Creating Directories and Appending the data further from Neg and Pos Class of the Data

In [None]:
imdb_dir = '/content/aclImdb'
train_dir = os.path.join(imdb_dir, 'train')

labels = []
texts = []

for label_type in ['neg', 'pos']:
    dir_name = os.path.join(train_dir, label_type)
    for fname in os.listdir(dir_name):
        if fname[-4:] == '.txt':
            f = open(os.path.join(dir_name, fname))
            texts.append(f.read())
            f.close()
            if label_type == 'neg':
                labels.append(0)
            else:
                labels.append(1)

Looking at the total samples in the train class

In [None]:
print('No. of Samples', len(texts))

No. of Samples 25000


Getting the data ready for modelling and creating train and validation sets

In [None]:
maxlen = 150  # cutting off reviews after 150 words
training_samples = 100  # training on 100 samples
validation_samples = 10000  # validating on 10000 samples
max_words = 10000  # considering the top 10,000 words in the dataset

tokenizer = Tokenizer(num_words=max_words)
tokenizer.fit_on_texts(texts)
sequences = tokenizer.texts_to_sequences(texts)

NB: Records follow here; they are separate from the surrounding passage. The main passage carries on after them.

impl ClientHandle {
    /// Client id.
    #[must_use]
    pub const fn id(&self) -> ClientId {
        self.id
    }

    /// Negotiated sub-protocol.
    #[must_use]
    pub const fn protocol(&self) -> &'static str {
        self.protocol
    }

    /// Authenticated identity, if any.
    #[must_use]
    pub const fn identity(&self) -> Option<&ClientIdentity> {
        self.identity.as_ref()
    }

    /// When the client connected.
    #[must_use]
    pub const fn connected_at(&self) -> DateTime<Utc> {
        self.connected_at
    }

    /// Hand an event to the session without blocking.
    ///
    /// Returns `false` if the event was dropped because the client's
    /// buffer is full or the session is gone.
    pub fn deliver(&self, event: Arc<SubscriptionEvent>) -> bool {
        match self.events.try_send(event) {
            Ok(()) => true,
            Err(mpsc::error::TrySendError::Full(event)) => {
                warn!(client_id = %self.id, event = %event.name, "Client buffer full, dropping event");
                false
            }
            Err(mpsc::error::TrySendError::Closed(_)) => {
                debug!(client_id = %self.id, "Session closed, dropping event");
                false
            }
        }
    }

    /// Ask the session to close with `status`. The first request wins.
    pub fn request_close(&self, status: CloseStatus, reason: impl Into<String>) {
        {
            let mut request = self.close_request.lock();
            if request.is_none() {
                *request = Some((status, reason.into()));
            }
        }
        self.cancel.cancel();
    }

    /// Check if a close has been requested.
    #[must_use]
    pub fn is_closing(&self) -> bool {
        self.cancel.is_cancelled()
    }
}

#[derive(Debug, Clone)]
struct ActiveSubscription {
    route: Route,
    event_name: EventName,
    request: OperationRequest,
}

/// Server side of one subscription client.
pub struct ClientSession {
    id: ClientId,
    protocol: Arc<dyn SubProtocol>,
    state: SessionState,
    connection: Box<dyn ClientConnection>,
    subscriptions: HashMap<String, ActiveSubscription>,
    context: Arc<SessionContext>,
    events: mpsc::Receiver<Arc<SubscriptionEvent>>,
    close_request: Arc<Mutex<Option<(CloseStatus, String)>>>,
    cancel: CancellationToken,
    keep_alive: Option<Interval>,
    close_status: Option<CloseStatus>,
    reached_open: bool,
}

word_index = tokenizer.word_index
print('Found %s unique tokens.' % len(word_index))

data = pad_sequences(sequences, maxlen=maxlen)

labels = np.asarray(labels)
print('Shape of data tensor:', data.shape)
print('Shape of label tensor:', labels.shape)

# Splitting the data into a training set and a validation set
indices = np.arange(data.shape[0])
np.random.shuffle(indices)
data = data[indices]
labels = labels[indices]

x_train = data[:training_samples]
y_train = labels[:training_samples]
x_val = data[training_samples: training_samples + validation_samples]
y_val = labels[training_samples: training_samples + validation_samples]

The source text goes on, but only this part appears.